▼▼▼

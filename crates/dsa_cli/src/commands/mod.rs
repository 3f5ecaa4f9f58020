//! CLI command implementations
//!
//! Each submodule implements a specific CLI command.

pub mod calibrate;
pub mod deficit;
pub mod fanchart;
pub mod simulate;

use std::io::Write;
use std::path::Path;

use serde::Serialize;
use tracing::info;

use crate::Result;

/// Writes `value` as pretty JSON to `output`, or to stdout.
pub(crate) fn write_json<T: Serialize>(value: &T, output: Option<&Path>) -> Result<()> {
    let text = serde_json::to_string_pretty(value)?;
    match output {
        Some(path) => {
            std::fs::write(path, text + "\n")?;
            info!("Wrote {}", path.display());
        }
        None => {
            let mut stdout = std::io::stdout().lock();
            writeln!(stdout, "{}", text)?;
        }
    }
    Ok(())
}

/// Writes serialisable rows as CSV to `output`, or to stdout.
pub(crate) fn write_csv<T: Serialize>(rows: &[T], output: Option<&Path>) -> Result<()> {
    match output {
        Some(path) => {
            let mut writer = csv::Writer::from_path(path)?;
            for row in rows {
                writer.serialize(row)?;
            }
            writer.flush()?;
            info!("Wrote {}", path.display());
        }
        None => {
            let mut writer = csv::Writer::from_writer(std::io::stdout().lock());
            for row in rows {
                writer.serialize(row)?;
            }
            writer.flush()?;
        }
    }
    Ok(())
}
//! Error types for structured error handling.
//!
//! This module provides:
//! - `DataError`: Errors from constructing shock panels and baselines
//! - `EstimationError`: Errors from fitting the joint shock distribution
//! - `SolverError`: Errors from the bounded scalar minimiser

use thiserror::Error;

/// Invalid or unusable input data.
///
/// # Examples
/// ```
/// use dsa_core::types::DataError;
///
/// let err = DataError::EmptyPanel;
/// assert_eq!(format!("{}", err), "Shock panel contains no observations");
/// ```
#[derive(Error, Debug, Clone, PartialEq)]
pub enum DataError {
    /// No observations remain in a shock panel.
    #[error("Shock panel contains no observations")]
    EmptyPanel,

    /// A value is NaN or infinite.
    #[error("Non-finite value in {field} at index {index}")]
    NonFinite {
        /// Name of the offending series
        field: String,
        /// Position of the offending value
        index: usize,
    },

    /// Two series that must align have different lengths.
    #[error("Length mismatch for {field}: expected {expected}, got {got}")]
    LengthMismatch {
        /// Name of the offending series
        field: String,
        /// Required length
        expected: usize,
        /// Actual length
        got: usize,
    },

    /// A column header does not name a shock variable.
    #[error("Unknown shock column: {0}")]
    UnknownColumn(String),

    /// General invalid input.
    #[error("Invalid input: {0}")]
    InvalidInput(String),
}

/// Failure to fit the joint distribution of historical shocks.
///
/// Estimation failures are fatal for the country being simulated and are
/// propagated to the caller without retry.
///
/// # Examples
/// ```
/// use dsa_core::types::EstimationError;
///
/// let err = EstimationError::InsufficientObservations { got: 4, need: 8 };
/// assert!(format!("{}", err).contains("need at least 8"));
/// ```
#[derive(Error, Debug, Clone, PartialEq)]
pub enum EstimationError {
    /// Too few observations for the number of parameters.
    #[error("Insufficient observations: got {got}, need at least {need}")]
    InsufficientObservations {
        /// Observations available
        got: usize,
        /// Observations required
        need: usize,
    },

    /// Regressor cross-product matrix cannot be inverted.
    #[error("Singular regressor matrix")]
    SingularRegressors,

    /// Covariance matrix has no Cholesky factor.
    #[error("Covariance matrix is not positive definite (pivot {pivot} = {value})")]
    NotPositiveDefinite {
        /// Pivot index where the decomposition broke down
        pivot: usize,
        /// Value of the failing pivot
        value: f64,
    },

    /// Matrix dimensions do not match.
    #[error("Invalid dimensions: expected {expected} elements, got {got}")]
    InvalidDimensions {
        /// Required element count
        expected: usize,
        /// Actual element count
        got: usize,
    },
}

/// Errors from the bounded scalar minimiser.
#[derive(Error, Debug, Clone, PartialEq)]
pub enum SolverError {
    /// Lower bound is not strictly below the upper bound.
    #[error("Invalid bounds: lower {lower} must be below upper {upper}")]
    InvalidBounds {
        /// Lower bound
        lower: f64,
        /// Upper bound
        upper: f64,
    },

    /// Objective returned NaN or infinity.
    #[error("Objective is not finite at x = {x}")]
    NonFiniteObjective {
        /// Trial point
        x: f64,
    },

    /// Objective evaluation failed.
    #[error("Objective evaluation failed: {0}")]
    Objective(String),
}

impl DataError {
    /// Create a length mismatch error.
    pub fn length_mismatch(field: impl Into<String>, expected: usize, got: usize) -> Self {
        Self::LengthMismatch {
            field: field.into(),
            expected,
            got,
        }
    }

    /// Create a non-finite value error.
    pub fn non_finite(field: impl Into<String>, index: usize) -> Self {
        Self::NonFinite {
            field: field.into(),
            index,
        }
    }
}

impl EstimationError {
    /// Check if the error is due to insufficient history.
    pub fn is_insufficient_observations(&self) -> bool {
        matches!(self, Self::InsufficientObservations { .. })
    }
}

▲▲▲

**TASK OBJECTIVE**
Repeat, character for character, the lines of the material above from the line with "use std::path::Path;" through the line with "let text = serde_json::to_string_pretty(value)?;".

**WRITTEN ANSWER**
use std::path::Path;

use serde::Serialize;
use tracing::info;

use crate::Result;

/// Writes `value` as pretty JSON to `output`, or to stdout.
pub(crate) fn write_json<T: Serialize>(value: &T, output: Option<&Path>) -> Result<()> {
    let text = serde_json::to_string_pretty(value)?;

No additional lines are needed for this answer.